Justices Cory, Iacobucci and Major went further. "While the right to liberty embedded in s. 7… may very well permit parents to choose among equally effective types of medical treatment for their children, it does not include a parents' [sic] right to deny a child medical treatment that has been adjudged necessary by a medical professional and for which there is no legitimate alternative," they argued.
Such an alternative has emerged since, though its legitimacy is not uncontested. "Bloodless medicine" made headlines in 2005 in connection with a 14-year-old Jehovah's Witness from Vernon, B.C., who had been diagnosed with bone cancer. After a B.C. court ordered that she receive blood transfusions if they became necessary as part of her chemotherapy, she and her family petitioned an Ontario court to allow them to seek treatment at a New York hospital that offers transfusion-free treatment; a deal was eventually struck to allow that treatment.

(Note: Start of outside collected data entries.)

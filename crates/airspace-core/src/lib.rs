//! Airspace core - live track registry with dead-reckoning queries
//! and closest-point-of-approach separation checks.

pub mod airspace;
pub mod conflict;
pub mod error;
pub mod kinematics;
pub mod models;
pub mod query;
pub mod registry;
pub mod rules;

pub use airspace::Airspace;
pub use conflict::{ConflictOutcome, ConflictSolver};
pub use error::QueryError;
pub use kinematics::KinematicProjector;
pub use models::{ConflictReport, Position, SeparationStatus, Track, TrackId, Velocity};
pub use query::QueryEngine;
pub use registry::{RegistrySnapshot, TrackRegistry, TrackSource};
pub use rules::SurveillanceRules;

With Witnesses old enough to understand the procedure often comparing blood transfusions to rape, the case of a 14-year-old arguably old enough to make up her own mind left public opinion split. But in the case of the Vancouver sextuplets, it appears to be considerably more one-sided - a recent Ipsos poll finding that 85% of British Columbians agree with the province's course of action.
Not all Witnesses are on board with their church's positions. "There is not uniform acceptance of the Watch Tower's blood doctrine among Jehovah’s Witnesses," the Associated Jehovah's Witnesses for Reform on Blood argues. "The Watch Tower organization promotes a myth when it argues that all Jehovah's Witnesses hold the same conviction on this point of doctrine."
With such reformers having failed to gain much of a foothold, though, it appears the church will go down fighting on the sextuplets.